Depuis longtemps le Premier Consul avait rompu avec Moreau. Celui-ci était entièrement gouverné par sa femme. « Malheur toujours funeste, disait l’Empereur, parce qu’on n’est alors ni soi ni sa femme ; qu’on n’est plus rien. » Moreau se montrait tantôt bien, tantôt mal pour le Premier Consul ; tantôt obséquieux, tantôt caustique. Le Premier Consul, qui eût désiré se rattacher, se vit obligé de s’en éloigner tout à fait. « Moreau finira, avait-il dit, par venir se casser la figure sur les colonnes du palais. » Et il n’y était que trop poussé par les inconséquences ridicules et les prétentions de sa femme et de sa belle-mère. Celle-ci allait jusqu’à vouloir disputer le pas à la femme du Premier Consul.
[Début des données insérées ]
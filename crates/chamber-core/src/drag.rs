//! Drag state for a single kanban card.
//!
//! A card is `Idle` until a drag starts and `Dragging` until it ends. The
//! flip to `Dragging` is never applied inside the drag-start handler: the
//! handler returns [`DragStartOutcome::Deferred`] and the caller runs
//! [`DragController::commit_deferred`] on its next scheduling turn, after
//! the native drag-start dispatch (and drag image capture) has finished.

use std::fmt;

/// Transfer-data key under which the dragged card's id is stored.
pub const TASK_ID_TRANSFER_KEY: &str =
  "taskId";
pub const MOVE_EFFECT: &str = "move";
pub const DRAG_PROXY_CLASS: &str =
  "kanban-drag-proxy";

#[derive(
  Debug,
  Clone,
  Copy,
  PartialEq,
  Eq,
  Default,
)]
pub enum DragState {
  #[default]
  Idle,
  Dragging
}

impl DragState {
  pub fn is_dragging(self) -> bool {
    self == DragState::Dragging
  }
}

#[derive(
  Debug,
  Clone,
  Copy,
  PartialEq,
  Eq,
)]
pub enum DragStartOutcome {
  /// A submission is in flight; the native drag was cancelled.
  Suppressed,
  /// Transfer data is set; the caller must schedule `commit_deferred`.
  Deferred
}

/// Transient element shown under the pointer while dragging.
#[derive(Debug, Clone, PartialEq, Eq)]
pub struct DragProxy {
  pub label:     String,
  pub class:     &'static str,
  pub offset_x:  i32,
  pub offset_y:  i32
}

impl DragProxy {
  pub fn for_label(
    label: impl Into<String>
  ) -> Self {
    Self {
      label:    label.into(),
      class:    DRAG_PROXY_CLASS,
      offset_x: 12,
      offset_y: 12
    }
  }
}

/// The native drag event as seen by the controller.
pub trait DragSurface {
  fn cancel(&self);

  fn set_transfer_data(
    &self,
    key: &str,
    value: &str
  ) -> anyhow::Result<()>;

  fn set_effect_allowed(
    &self,
    effect: &str
  );

  /// Attaches `proxy` to the document, registers it as the drag image and
  /// removes it again.
  fn show_drag_proxy(
    &self,
    proxy: &DragProxy
  ) -> anyhow::Result<()>;
}

#[derive(Debug, Clone, PartialEq, Eq)]
pub struct DragController {
  item_id:       String,
  proxy_label:   String,
  state:         DragState,
  pending_start: bool
}

impl DragController {
  pub fn new(
    item_id: impl fmt::Display,
    proxy_label: impl Into<String>
  ) -> Self {
    Self {
      item_id:       item_id
        .to_string(),
      proxy_label:   proxy_label.into(),
      state:         DragState::Idle,
      pending_start: false
    }
  }

  pub fn item_id(&self) -> &str {
    &self.item_id
  }

  pub fn state(&self) -> DragState {
    self.state
  }

  pub fn is_dragging(&self) -> bool {
    self.state.is_dragging()
  }

  pub fn has_pending_start(
    &self
  ) -> bool {
    self.pending_start
  }

  /// Keeps the proxy text in step with a renamed item.
  pub fn set_proxy_label(
    &mut self,
    label: impl Into<String>
  ) {
    self.proxy_label = label.into();
  }

  #[tracing::instrument(
    level = "debug",
    skip(self, surface),
    fields(item_id = %self.item_id)
  )]
  pub fn handle_drag_start<S>(
    &mut self,
    is_submitting: bool,
    surface: &S
  ) -> DragStartOutcome
  where
    S: DragSurface + ?Sized
  {
    if is_submitting {
      surface.cancel();
      tracing::debug!(
        "drag suppressed while a \
         submission is in progress"
      );
      return DragStartOutcome::Suppressed;
    }

    if let Err(err) = surface
      .set_transfer_data(
        TASK_ID_TRANSFER_KEY,
        &self.item_id
      )
    {
      tracing::warn!(
        error = %err,
        "failed to set drag transfer data"
      );
    }
    surface
      .set_effect_allowed(MOVE_EFFECT);

    if let Err(err) =
      surface.show_drag_proxy(
        &DragProxy::for_label(
          self.proxy_label.clone()
        )
      )
    {
      tracing::warn!(
        error = %err,
        "failed to attach drag proxy"
      );
    }

    self.pending_start = true;
    DragStartOutcome::Deferred
  }

  /// Applies a deferred start. Returns the resulting state; a start that
  /// was ended before this turn ran leaves the card idle.
  pub fn commit_deferred(
    &mut self
  ) -> DragState {
    if self.pending_start {
      self.pending_start = false;
      self.state = DragState::Dragging;
    }
    self.state
  }

  pub fn handle_drag_end(
    &mut self
  ) -> DragState {
    self.pending_start = false;
    self.state = DragState::Idle;
    self.state
  }
}

#[cfg(test)]
mod tests {
  use std::cell::RefCell;

  use super::*;

  #[derive(Default)]
  struct RecordingSurface {
    calls: RefCell<Vec<String>>
  }

  impl DragSurface for RecordingSurface {
    fn cancel(&self) {
      self
        .calls
        .borrow_mut()
        .push("cancel".to_string());
    }

    fn set_transfer_data(
      &self,
      key: &str,
      value: &str
    ) -> anyhow::Result<()> {
      self.calls.borrow_mut().push(
        format!("data:{key}={value}")
      );
      Ok(())
    }

    fn set_effect_allowed(
      &self,
      effect: &str
    ) {
      self
        .calls
        .borrow_mut()
        .push(format!("effect:{effect}"));
    }

    fn show_drag_proxy(
      &self,
      proxy: &DragProxy
    ) -> anyhow::Result<()> {
      self.calls.borrow_mut().push(
        format!("proxy:{}", proxy.label)
      );
      Ok(())
    }
  }

  #[test]
  fn submitting_suppresses_and_cancels() {
    let surface =
      RecordingSurface::default();
    let mut drag =
      DragController::new(7, "Card");

    let outcome = drag
      .handle_drag_start(true, &surface);

    assert_eq!(
      outcome,
      DragStartOutcome::Suppressed
    );
    assert_eq!(
      drag.state(),
      DragState::Idle
    );
    assert!(!drag.has_pending_start());
    assert_eq!(
      *surface.calls.borrow(),
      vec!["cancel".to_string()]
    );
  }

  #[test]
  fn start_is_deferred_until_commit() {
    let surface =
      RecordingSurface::default();
    let mut drag =
      DragController::new(7, "Card");

    let outcome = drag
      .handle_drag_start(false, &surface);

    assert_eq!(
      outcome,
      DragStartOutcome::Deferred
    );
    assert_eq!(
      drag.state(),
      DragState::Idle
    );
    assert_eq!(
      *surface.calls.borrow(),
      vec![
        "data:taskId=7".to_string(),
        "effect:move".to_string(),
        "proxy:Card".to_string(),
      ]
    );

    assert_eq!(
      drag.commit_deferred(),
      DragState::Dragging
    );
    assert_eq!(
      drag.handle_drag_end(),
      DragState::Idle
    );
  }

  #[test]
  fn end_before_commit_stays_idle() {
    let surface =
      RecordingSurface::default();
    let mut drag =
      DragController::new("a", "A");

    drag.handle_drag_start(false, &surface);
    drag.handle_drag_end();

    assert_eq!(
      drag.commit_deferred(),
      DragState::Idle
    );
  }

  #[test]
  fn restart_while_dragging_keeps_dragging()
  {
    let surface =
      RecordingSurface::default();
    let mut drag =
      DragController::new("a", "A");

    drag.handle_drag_start(false, &surface);
    drag.commit_deferred();
    drag.handle_drag_start(false, &surface);
    assert!(drag.is_dragging());
    assert_eq!(
      drag.commit_deferred(),
      DragState::Dragging
    );
  }

  #[test]
  fn renamed_item_shows_current_label() {
    let surface =
      RecordingSurface::default();
    let mut drag =
      DragController::new(3, "Draft");

    drag.set_proxy_label("Final agenda");
    drag.handle_drag_start(false, &surface);

    assert!(
      surface
        .calls
        .borrow()
        .contains(
          &"proxy:Final agenda".to_string()
        )
    );
  }
}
Le ministre des relations extérieures avait été obligé une fois, disait Napoléon, d’employer la force pour l’arrêter dans une fête ministérielle.

Moreau arrêté, le Premier Consul lui fit savoir qu’il lui suffisait d’avouer qu’il avait vu Pichegru, pour que toute procédure à son égard fût finie. Moreau répondit par une lettre fort haute ; mais depuis, quand Pichegru fut lui-même arrêté, que l’affaire prit une tournure sérieuse, alors Moreau écrivit au Premier Consul une lettre très soumise, mais il n’était plus temps.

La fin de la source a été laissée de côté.